So we've set up our integral.

I think I'll stop here.

If you want to go further and determine it, you can.

And you may want to think about what strategy,

obviously, what strategy you want to use in order to solve

this problem.

I'll give you a hint.

Maybe the best way to solve this problem is the fact that

when you take the derivative of 1 plus r squared, you

actually get 2r.

And so that derivative is almost up here.

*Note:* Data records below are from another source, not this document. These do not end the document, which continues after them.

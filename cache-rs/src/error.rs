//! Error kinds surfaced by the cache's public operations.
//!
//! The cache never swallows an error: every kind below propagates to the
//! caller of the public operation that triggered it. Invariant violations
//! are fatal to the enclosing operation but do not poison the cache itself.

use std::fmt;

/// Result alias used throughout the crate.
pub type CResult<T> = std::result::Result<T, Error>;

#[derive(Debug)]
pub enum Error {
    /// `save`/`load`/commit encountered a value that cannot be deeply
    /// copied (the serialize step to `serde_json::Value` failed).
    NotStructuredCloneable(String),

    /// An entity-merge strategy returned nothing.
    MergeProducedUndefined(String),

    /// Commit lost the race against its timeout; no changes were installed.
    CommitTimeout,

    /// During iteration, a weak entry that should be present could not be
    /// resolved.
    PrimaryStoreInvariantViolation(String),

    /// Commit was attempted for a key with no tracked `EntryState` where one
    /// was required.
    RevisionStateMissing(String),

    /// Catch-all for conditions that should be unreachable in practice
    /// (e.g. a poisoned mutex).
    Internal(String),
}

impl fmt::Display for Error {
    fn fmt(&self, f: &mut fmt::Formatter<'_>) -> fmt::Result {
        match self {
            Error::NotStructuredCloneable(msg) => {
                write!(f, "value is not structured-cloneable: {msg}")
            }
            Error::MergeProducedUndefined(key) => {
                write!(f, "entity-merge strategy produced no value for key {key}")
            }
            Error::CommitTimeout => write!(f, "commit timed out before install"),
            Error::PrimaryStoreInvariantViolation(msg) => {
                write!(f, "primary store invariant violation: {msg}")
            }
            Error::RevisionStateMissing(key) => {
                write!(f, "no tracked entry state for key {key}")
            }
            Error::Internal(msg) => write!(f, "internal error: {msg}"),
        }
    }
}

impl std::error::Error for Error {}

impl From<serde_json::Error> for Error {
    fn from(err: serde_json::Error) -> Self {
        Error::NotStructuredCloneable(err.to_string())
    }
}

#[cfg(test)]
mod tests {
    use super::*;

    #[test]
    fn display_is_human_readable() {
        assert_eq!(Error::CommitTimeout.to_string(), "commit timed out before install");
        assert!(Error::Internal("boom".into()).to_string().contains("boom"));
    }
}
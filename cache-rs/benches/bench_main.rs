use cache_rs::build_cache;
use criterion::{black_box, criterion_group, criterion_main, Criterion};

fn commit_throughput(c: &mut Criterion) {
    let runtime = tokio::runtime::Runtime::new().unwrap();
    let cache = build_cache::<String>(None);

    c.bench_function("commit single key", |b| {
        b.iter(|| {
            runtime.block_on(async {
                let mut txn = cache.begin_transaction().await;
                txn.set("k".to_string(), black_box(serde_json::json!({"count": 1})));
                txn.commit().await.unwrap();
            })
        })
    });
}

fn lru_insertion(c: &mut Criterion) {
    c.bench_function("lru insert at capacity", |b| {
        let mut lru = cache_rs::lru::Lru::new(1_000);
        let mut i: u64 = 0;
        b.iter(|| {
            lru.set(i, black_box(serde_json::json!(i)));
            i += 1;
        })
    });
}

criterion_group!(benches, commit_throughput, lru_insertion);
criterion_main!(benches);
//! The staging area exposed to user hooks during commit (`spec.md` §4.5).
//!
//! A `CommittingTransaction` is never exposed to readers — it only threads
//! through the commit loop and the user's `hooks.commit` callback, and
//! accumulates the revision set that will be installed atomically at the
//! end of commit.

use crate::entity::EntityRevision;
use std::collections::HashMap;
use std::hash::Hash;

pub struct CommittingTransaction<K> {
    merged_revisions: HashMap<K, Vec<EntityRevision>>,
}

impl<K: Clone + Eq + Hash> CommittingTransaction<K> {
    pub fn new() -> Self {
        Self { merged_revisions: HashMap::new() }
    }

    /// The current set of revisions that will be installed.
    pub fn merged_revisions(&self) -> &HashMap<K, Vec<EntityRevision>> {
        &self.merged_revisions
    }

    pub fn into_merged_revisions(self) -> HashMap<K, Vec<EntityRevision>> {
        self.merged_revisions
    }

    /// Drops all staged revisions for a key.
    pub fn clear_revisions(&mut self, key: &K) {
        self.merged_revisions.remove(key);
    }

    /// Appends to the staged revisions for a key, creating the entry if
    /// absent.
    pub fn append_revisions(&mut self, key: K, revisions: Vec<EntityRevision>) {
        self.merged_revisions.entry(key).or_default().extend(revisions);
    }
}

impl<K: Clone + Eq + Hash> Default for CommittingTransaction<K> {
    fn default() -> Self {
        Self::new()
    }
}

#[cfg(test)]
mod tests {
    use super::*;
    use crate::entity::EntityRevision;

    #[test]
    fn append_then_clear() {
        let mut committing = CommittingTransaction::<String>::new();
        committing.append_revisions(
            "k".to_string(),
            vec![EntityRevision::new(serde_json::json!({"v": 1}), 1)],
        );
        assert_eq!(committing.merged_revisions().get("k").unwrap().len(), 1);

        committing.clear_revisions(&"k".to_string());
        assert!(committing.merged_revisions().get("k").is_none());
    }

    #[test]
    fn append_extends_existing() {
        let mut committing = CommittingTransaction::<String>::new();
        committing.append_revisions(
            "k".to_string(),
            vec![EntityRevision::new(serde_json::json!({"v": 1}), 1)],
        );
        committing.append_revisions(
            "k".to_string(),
            vec![EntityRevision::new(serde_json::json!({"v": 2}), 2)],
        );
        assert_eq!(committing.merged_revisions().get("k").unwrap().len(), 2);
    }
}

So maybe this is a good hint to give you how you would

continue this problem.

But I'll stop there.

So let me just go back one more time and remind you what

we were doing.

What we were doing, if we come back over here, is we were

given a situation where we knew a certain function of the

radius, the distance from the center.

And we wanted to determine the total amount of chemical that

was released into the pool.

And so we estimated.

We figured out a way to estimate it in terms of

splitting up the radii.

We had the radius from 0 to big R. And we just divided up

the radii and assumed certain things were

constant in these regions.

And we determined the right function to find--

if we move over here, over here--

we would determine the right function to find the amount of

chemical in a certain shell, assuming that the

concentration was constant throughout that shell.

And then, what we do, is we know that if we let those

shells get arbitrarily narrow, that means that we're letting

the number of radii over which we're

doing this, go to infinity.

And we know that this summation that we have here,

as n goes to infinity, becomes an integral.

So that's really, we exploited what we know about this sum

and letting this partition, letting the delta r get

arbitrarily small.

That that, in the limit, goes to an integral.

And then that's something we can definitively calculate.

So I think I will stop there.